This is a minimal RAG (Retrieval-Augmented Generation) prototype I built to understand how tools like ChromaDB, sentence-transformers, and an LLM work together in a local pipeline.
I’ve used AI tools before, but this was my first time breaking things down at a systems level - no external orchestration frameworks, just raw file parsing, embedding, vector search, and response generation. I wanted a behind-the-scenes look at how RAG works under the hood.
This project also gave me a chance to:
- Practice basic modularity across multiple Python files
- Explore how conversation memory, query rewriting, and LLM prompting fit into a cohesive loop
- Understand why abstraction layers like LangChain exist - not just for convenience, but to handle real architectural complexity that would otherwise get unwieldy at scale
app.py- Orchestrates communication between the user, retriever, and LLM.conversation_memory.py- Maintains conversation history throughout a session (Required since this app uses the OpenAI Chat Completions API not Responses API).query_refiner.py- Converts follow-up questions into standalone queries using chat history.retrieval.py- Performs semantic search over embedded document chunks in ChromaDB.llm_client.py- Initializes the LLM client and formats prompts.utils.py- Handles document parsing, chunking, and batching.
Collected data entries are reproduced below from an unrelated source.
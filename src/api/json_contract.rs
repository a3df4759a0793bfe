use serde::{Deserialize, Serialize};

use crate::error::{ChartError, ChartResult};

use super::EditorSnapshot;

pub const EDITOR_SNAPSHOT_JSON_SCHEMA_V1: u32 = 1;

#[derive(Debug, Clone, PartialEq, Serialize, Deserialize)]
pub struct EditorSnapshotJsonContractV1 {
    pub schema_version: u32,
    pub snapshot: EditorSnapshot,
}

impl EditorSnapshot {
    pub fn to_json_contract_v1_pretty(&self) -> ChartResult<String> {
        let payload = EditorSnapshotJsonContractV1 {
            schema_version: EDITOR_SNAPSHOT_JSON_SCHEMA_V1,
            snapshot: self.clone(),
        };
        serde_json::to_string_pretty(&payload).map_err(|e| {
            ChartError::InvalidData(format!("failed to serialize snapshot contract v1: {e}"))
        })
    }

    /// Accepts either a bare snapshot or a versioned contract payload.
    pub fn from_json_compat_str(input: &str) -> ChartResult<Self> {
        if let Ok(snapshot) = serde_json::from_str::<EditorSnapshot>(input) {
            return Ok(snapshot);
        }
        let payload: EditorSnapshotJsonContractV1 = serde_json::from_str(input).map_err(|e| {
            ChartError::InvalidData(format!("failed to parse snapshot json payload: {e}"))
        })?;
        if payload.schema_version != EDITOR_SNAPSHOT_JSON_SCHEMA_V1 {
            return Err(ChartError::InvalidData(format!(
                "unsupported snapshot schema version: {}",
                payload.schema_version
            )));
        }
        Ok(payload.snapshot)
    }
}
I don’t plan to build larger LLM applications entirely from scratch, as doing so would introduce unnecessary complexity. Now that I’ve seen how the parts fit together, I plan to:
- Use frameworks like LangChain or LangGraph to manage multi-step LLM workflows
- Explore agent-style orchestration using state machines or tool calling
- Apply what I’ve learned in more ambitious personal projects, where abstraction is a feature, not a crutch
This project served its purpose: to provide me with a clear mental model of the RAG building blocks, allowing me to move forward with better judgment and more modular design.